== WORK ORDER ==
Up to and including the line with "their native types.", return every line from the start of the entries below exactly.

= Beginning of Section =

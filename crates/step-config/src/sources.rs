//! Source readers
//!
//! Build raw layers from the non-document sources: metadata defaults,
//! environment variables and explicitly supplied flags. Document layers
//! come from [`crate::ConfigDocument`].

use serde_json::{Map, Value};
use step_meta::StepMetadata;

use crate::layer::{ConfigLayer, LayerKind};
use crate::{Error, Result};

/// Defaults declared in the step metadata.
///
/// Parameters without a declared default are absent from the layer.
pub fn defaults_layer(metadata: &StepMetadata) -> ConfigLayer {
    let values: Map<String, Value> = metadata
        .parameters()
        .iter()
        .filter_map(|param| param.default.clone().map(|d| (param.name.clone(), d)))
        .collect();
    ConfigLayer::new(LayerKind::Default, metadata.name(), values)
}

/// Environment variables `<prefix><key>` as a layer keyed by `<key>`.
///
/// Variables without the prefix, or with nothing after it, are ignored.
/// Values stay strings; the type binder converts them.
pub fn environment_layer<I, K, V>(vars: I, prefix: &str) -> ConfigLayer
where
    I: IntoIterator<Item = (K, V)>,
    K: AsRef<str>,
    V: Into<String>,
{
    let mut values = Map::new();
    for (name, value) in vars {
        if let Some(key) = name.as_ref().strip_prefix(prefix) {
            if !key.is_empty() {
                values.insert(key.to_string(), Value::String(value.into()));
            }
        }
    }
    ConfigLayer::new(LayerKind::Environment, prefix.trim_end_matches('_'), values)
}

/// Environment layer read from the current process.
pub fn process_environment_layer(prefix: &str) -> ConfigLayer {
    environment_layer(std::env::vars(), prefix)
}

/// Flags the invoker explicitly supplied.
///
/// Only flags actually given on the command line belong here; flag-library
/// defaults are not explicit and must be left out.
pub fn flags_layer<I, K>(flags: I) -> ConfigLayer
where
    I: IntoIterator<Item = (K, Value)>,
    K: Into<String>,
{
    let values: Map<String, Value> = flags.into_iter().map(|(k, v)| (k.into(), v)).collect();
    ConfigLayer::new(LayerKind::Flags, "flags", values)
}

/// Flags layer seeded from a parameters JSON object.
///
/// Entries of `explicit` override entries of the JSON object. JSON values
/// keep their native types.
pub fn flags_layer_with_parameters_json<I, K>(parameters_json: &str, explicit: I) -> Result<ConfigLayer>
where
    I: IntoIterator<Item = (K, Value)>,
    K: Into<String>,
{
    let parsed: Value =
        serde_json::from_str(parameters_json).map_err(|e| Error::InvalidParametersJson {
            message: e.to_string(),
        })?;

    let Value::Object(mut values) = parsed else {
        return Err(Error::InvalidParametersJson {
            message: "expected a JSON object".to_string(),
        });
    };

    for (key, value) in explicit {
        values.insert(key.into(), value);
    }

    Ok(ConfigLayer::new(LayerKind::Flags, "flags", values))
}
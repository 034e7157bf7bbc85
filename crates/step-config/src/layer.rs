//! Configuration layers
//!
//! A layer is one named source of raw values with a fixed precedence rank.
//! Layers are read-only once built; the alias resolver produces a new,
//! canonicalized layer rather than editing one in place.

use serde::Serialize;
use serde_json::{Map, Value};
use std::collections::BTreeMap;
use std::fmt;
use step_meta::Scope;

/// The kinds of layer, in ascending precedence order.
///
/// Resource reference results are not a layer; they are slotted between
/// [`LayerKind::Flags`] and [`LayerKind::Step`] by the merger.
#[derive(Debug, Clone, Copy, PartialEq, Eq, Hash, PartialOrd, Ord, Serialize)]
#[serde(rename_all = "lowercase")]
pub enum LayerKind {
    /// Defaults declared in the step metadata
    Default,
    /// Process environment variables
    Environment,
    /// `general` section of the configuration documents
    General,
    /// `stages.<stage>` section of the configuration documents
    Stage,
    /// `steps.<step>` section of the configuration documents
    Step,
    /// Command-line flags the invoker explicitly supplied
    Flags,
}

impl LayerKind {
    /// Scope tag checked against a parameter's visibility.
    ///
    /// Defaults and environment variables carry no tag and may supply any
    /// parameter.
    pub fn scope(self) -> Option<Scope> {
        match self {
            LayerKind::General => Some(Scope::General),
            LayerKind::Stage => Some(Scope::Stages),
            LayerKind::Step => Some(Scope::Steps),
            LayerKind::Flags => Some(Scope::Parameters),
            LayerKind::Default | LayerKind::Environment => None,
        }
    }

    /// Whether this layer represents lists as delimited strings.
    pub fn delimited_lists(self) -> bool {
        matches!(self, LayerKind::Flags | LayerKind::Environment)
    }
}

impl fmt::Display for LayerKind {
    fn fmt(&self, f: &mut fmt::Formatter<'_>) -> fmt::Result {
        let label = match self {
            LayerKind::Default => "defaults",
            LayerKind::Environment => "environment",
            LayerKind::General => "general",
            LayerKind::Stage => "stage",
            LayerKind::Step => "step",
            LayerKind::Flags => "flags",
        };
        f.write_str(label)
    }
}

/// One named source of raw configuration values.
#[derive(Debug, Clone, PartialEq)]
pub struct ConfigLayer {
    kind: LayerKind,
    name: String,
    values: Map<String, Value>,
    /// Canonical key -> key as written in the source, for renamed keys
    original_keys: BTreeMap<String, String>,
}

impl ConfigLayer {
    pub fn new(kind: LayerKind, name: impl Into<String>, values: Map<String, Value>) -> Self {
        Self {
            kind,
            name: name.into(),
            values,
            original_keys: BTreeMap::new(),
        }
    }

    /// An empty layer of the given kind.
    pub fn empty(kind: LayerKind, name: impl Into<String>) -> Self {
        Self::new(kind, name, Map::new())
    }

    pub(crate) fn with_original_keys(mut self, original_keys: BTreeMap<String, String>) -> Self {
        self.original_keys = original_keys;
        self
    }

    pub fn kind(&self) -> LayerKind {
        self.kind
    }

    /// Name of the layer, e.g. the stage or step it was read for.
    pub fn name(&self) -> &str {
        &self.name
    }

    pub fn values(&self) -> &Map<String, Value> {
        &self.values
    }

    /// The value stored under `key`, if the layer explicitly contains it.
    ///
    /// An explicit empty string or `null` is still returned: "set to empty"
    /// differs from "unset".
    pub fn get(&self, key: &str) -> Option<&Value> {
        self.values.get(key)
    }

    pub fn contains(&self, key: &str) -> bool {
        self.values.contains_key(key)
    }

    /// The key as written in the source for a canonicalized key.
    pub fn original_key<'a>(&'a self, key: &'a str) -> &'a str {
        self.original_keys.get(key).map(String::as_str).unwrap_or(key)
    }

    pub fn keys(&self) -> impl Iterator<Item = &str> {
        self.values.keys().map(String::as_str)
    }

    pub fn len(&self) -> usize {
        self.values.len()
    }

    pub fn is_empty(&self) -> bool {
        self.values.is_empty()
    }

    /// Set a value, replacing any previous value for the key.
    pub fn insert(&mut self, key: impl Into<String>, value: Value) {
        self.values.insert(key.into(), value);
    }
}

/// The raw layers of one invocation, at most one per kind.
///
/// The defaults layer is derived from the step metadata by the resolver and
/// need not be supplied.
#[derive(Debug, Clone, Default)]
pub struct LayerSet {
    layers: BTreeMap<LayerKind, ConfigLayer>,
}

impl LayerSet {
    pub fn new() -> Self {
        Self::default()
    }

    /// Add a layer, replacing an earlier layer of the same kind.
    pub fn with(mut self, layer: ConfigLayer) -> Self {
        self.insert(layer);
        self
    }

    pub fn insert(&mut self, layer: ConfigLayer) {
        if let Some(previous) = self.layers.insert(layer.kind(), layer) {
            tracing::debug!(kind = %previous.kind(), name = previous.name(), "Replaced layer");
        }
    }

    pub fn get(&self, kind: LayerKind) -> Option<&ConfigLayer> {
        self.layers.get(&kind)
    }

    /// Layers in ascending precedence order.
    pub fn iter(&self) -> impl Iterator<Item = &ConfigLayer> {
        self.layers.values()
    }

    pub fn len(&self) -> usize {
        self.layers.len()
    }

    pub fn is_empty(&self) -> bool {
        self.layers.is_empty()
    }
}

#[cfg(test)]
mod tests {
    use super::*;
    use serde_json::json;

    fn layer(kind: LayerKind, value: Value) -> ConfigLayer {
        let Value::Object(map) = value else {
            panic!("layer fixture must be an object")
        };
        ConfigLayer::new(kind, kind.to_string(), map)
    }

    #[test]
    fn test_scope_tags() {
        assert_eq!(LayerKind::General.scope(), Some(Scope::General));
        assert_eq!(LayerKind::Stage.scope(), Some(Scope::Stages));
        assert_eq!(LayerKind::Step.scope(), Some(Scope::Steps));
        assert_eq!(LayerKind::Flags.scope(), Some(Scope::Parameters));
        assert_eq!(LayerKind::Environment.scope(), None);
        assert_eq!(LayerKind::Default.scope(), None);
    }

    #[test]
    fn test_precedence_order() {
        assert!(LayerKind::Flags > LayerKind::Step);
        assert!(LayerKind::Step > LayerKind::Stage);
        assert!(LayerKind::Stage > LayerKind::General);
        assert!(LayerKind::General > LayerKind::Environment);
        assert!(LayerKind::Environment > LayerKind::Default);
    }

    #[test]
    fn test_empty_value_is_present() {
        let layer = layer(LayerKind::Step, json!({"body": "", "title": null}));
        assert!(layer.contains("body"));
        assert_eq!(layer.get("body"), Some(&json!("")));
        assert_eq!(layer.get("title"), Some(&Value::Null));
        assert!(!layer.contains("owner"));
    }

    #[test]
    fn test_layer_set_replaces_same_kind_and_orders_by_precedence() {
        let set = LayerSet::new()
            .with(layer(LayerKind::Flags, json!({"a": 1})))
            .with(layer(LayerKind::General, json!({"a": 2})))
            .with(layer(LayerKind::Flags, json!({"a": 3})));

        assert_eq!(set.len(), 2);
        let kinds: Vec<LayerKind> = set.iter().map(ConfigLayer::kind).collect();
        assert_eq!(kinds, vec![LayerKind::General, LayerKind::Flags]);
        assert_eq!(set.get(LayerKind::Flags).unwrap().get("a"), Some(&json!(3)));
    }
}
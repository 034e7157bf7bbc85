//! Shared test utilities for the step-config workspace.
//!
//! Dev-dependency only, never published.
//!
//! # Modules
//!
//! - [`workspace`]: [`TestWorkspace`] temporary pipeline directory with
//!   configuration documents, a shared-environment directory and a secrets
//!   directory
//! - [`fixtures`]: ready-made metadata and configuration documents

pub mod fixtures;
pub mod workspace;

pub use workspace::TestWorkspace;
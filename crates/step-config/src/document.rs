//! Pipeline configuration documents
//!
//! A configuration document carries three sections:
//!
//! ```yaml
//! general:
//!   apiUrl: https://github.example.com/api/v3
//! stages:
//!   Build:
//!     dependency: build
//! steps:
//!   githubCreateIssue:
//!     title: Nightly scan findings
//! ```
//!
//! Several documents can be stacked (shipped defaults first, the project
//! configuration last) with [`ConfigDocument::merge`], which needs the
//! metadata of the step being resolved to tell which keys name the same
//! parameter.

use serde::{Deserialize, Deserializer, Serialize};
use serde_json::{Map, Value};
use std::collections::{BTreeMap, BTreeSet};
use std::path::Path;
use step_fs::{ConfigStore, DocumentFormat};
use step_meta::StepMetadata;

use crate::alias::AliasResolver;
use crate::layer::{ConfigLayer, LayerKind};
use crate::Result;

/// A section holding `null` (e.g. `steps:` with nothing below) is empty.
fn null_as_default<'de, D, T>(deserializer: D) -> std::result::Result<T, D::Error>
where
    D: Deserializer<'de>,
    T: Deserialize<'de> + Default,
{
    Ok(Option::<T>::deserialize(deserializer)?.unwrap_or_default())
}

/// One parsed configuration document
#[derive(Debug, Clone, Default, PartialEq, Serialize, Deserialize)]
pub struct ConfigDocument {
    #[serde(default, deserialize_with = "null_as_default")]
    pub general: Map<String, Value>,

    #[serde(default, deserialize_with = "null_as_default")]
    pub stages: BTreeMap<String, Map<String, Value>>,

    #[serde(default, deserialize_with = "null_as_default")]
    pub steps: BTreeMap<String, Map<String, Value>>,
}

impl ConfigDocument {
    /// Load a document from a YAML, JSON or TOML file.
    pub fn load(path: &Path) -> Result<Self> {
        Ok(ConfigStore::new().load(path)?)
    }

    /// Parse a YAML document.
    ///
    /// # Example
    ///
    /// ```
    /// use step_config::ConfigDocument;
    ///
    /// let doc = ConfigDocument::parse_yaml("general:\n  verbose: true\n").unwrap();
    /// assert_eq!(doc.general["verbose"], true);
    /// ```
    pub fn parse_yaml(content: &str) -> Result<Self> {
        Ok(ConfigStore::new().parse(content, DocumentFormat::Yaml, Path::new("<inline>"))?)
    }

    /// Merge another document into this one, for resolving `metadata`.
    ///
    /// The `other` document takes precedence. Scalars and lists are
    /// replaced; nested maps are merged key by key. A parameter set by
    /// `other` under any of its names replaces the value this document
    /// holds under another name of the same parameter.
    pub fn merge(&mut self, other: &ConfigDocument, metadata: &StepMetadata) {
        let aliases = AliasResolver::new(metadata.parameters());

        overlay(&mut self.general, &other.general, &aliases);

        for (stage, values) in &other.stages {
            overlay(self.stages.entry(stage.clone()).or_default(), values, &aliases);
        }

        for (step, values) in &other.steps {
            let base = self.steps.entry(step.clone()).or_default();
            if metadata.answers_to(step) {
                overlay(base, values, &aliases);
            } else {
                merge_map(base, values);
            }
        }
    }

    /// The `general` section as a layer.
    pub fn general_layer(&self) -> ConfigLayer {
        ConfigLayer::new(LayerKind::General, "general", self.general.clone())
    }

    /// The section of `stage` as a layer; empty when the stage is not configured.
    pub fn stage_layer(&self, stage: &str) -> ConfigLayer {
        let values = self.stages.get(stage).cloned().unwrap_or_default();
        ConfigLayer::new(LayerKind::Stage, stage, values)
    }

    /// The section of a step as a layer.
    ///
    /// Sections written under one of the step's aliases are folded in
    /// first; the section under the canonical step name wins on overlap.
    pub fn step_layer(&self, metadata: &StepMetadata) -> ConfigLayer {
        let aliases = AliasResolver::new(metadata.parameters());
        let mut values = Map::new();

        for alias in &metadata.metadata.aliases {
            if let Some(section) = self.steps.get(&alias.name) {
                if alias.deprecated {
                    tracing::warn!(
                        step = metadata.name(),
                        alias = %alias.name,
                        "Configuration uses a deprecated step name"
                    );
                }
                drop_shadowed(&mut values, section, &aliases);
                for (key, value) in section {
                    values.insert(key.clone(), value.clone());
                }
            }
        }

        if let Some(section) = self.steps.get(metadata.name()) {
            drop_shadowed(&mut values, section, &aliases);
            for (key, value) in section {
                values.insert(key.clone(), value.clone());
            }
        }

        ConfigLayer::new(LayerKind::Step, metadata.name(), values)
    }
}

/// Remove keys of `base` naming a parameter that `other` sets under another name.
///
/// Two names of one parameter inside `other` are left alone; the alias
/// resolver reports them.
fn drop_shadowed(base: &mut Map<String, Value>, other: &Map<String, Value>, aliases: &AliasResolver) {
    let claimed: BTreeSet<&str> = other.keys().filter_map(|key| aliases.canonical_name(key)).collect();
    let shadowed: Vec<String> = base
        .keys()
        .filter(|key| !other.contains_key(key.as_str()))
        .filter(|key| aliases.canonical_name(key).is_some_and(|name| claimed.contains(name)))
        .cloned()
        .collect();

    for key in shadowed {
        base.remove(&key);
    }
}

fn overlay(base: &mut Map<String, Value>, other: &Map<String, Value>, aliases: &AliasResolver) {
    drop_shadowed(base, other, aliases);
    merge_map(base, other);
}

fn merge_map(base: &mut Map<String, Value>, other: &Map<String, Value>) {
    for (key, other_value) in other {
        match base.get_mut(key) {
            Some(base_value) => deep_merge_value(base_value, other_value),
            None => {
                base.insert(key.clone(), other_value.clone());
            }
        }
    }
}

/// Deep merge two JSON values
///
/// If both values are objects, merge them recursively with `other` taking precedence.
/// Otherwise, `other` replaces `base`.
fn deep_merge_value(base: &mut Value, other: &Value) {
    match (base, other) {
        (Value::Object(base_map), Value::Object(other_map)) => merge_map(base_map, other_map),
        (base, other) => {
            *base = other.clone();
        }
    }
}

= End of Section =

== RESPONSE FOR THIS EXERCISE ==
filename crates/step-config/src/sources.rs
//! Source readers
//!
//! Build raw layers from the non-document sources: metadata defaults,
//! environment variables and explicitly supplied flags. Document layers
//! come from [`crate::ConfigDocument`].

use serde_json::{Map, Value};
use step_meta::StepMetadata;

use crate::layer::{ConfigLayer, LayerKind};
use crate::{Error, Result};

/// Defaults declared in the step metadata.
///
/// Parameters without a declared default are absent from the layer.
pub fn defaults_layer(metadata: &StepMetadata) -> ConfigLayer {
    let values: Map<String, Value> = metadata
        .parameters()
        .iter()
        .filter_map(|param| param.default.clone().map(|d| (param.name.clone(), d)))
        .collect();
    ConfigLayer::new(LayerKind::Default, metadata.name(), values)
}

/// Environment variables `<prefix><key>` as a layer keyed by `<key>`.
///
/// Variables without the prefix, or with nothing after it, are ignored.
/// Values stay strings; the type binder converts them.
pub fn environment_layer<I, K, V>(vars: I, prefix: &str) -> ConfigLayer
where
    I: IntoIterator<Item = (K, V)>,
    K: AsRef<str>,
    V: Into<String>,
{
    let mut values = Map::new();
    for (name, value) in vars {
        if let Some(key) = name.as_ref().strip_prefix(prefix) {
            if !key.is_empty() {
                values.insert(key.to_string(), Value::String(value.into()));
            }
        }
    }
    ConfigLayer::new(LayerKind::Environment, prefix.trim_end_matches('_'), values)
}

/// Environment layer read from the current process.
pub fn process_environment_layer(prefix: &str) -> ConfigLayer {
    environment_layer(std::env::vars(), prefix)
}

/// Flags the invoker explicitly supplied.
///
/// Only flags actually given on the command line belong here; flag-library
/// defaults are not explicit and must be left out.
pub fn flags_layer<I, K>(flags: I) -> ConfigLayer
where
    I: IntoIterator<Item = (K, Value)>,
    K: Into<String>,
{
    let values: Map<String, Value> = flags.into_iter().map(|(k, v)| (k.into(), v)).collect();
    ConfigLayer::new(LayerKind::Flags, "flags", values)
}

/// Flags layer seeded from a parameters JSON object.
///
/// Entries of `explicit` override entries of the JSON object. JSON values
/// keep their native types.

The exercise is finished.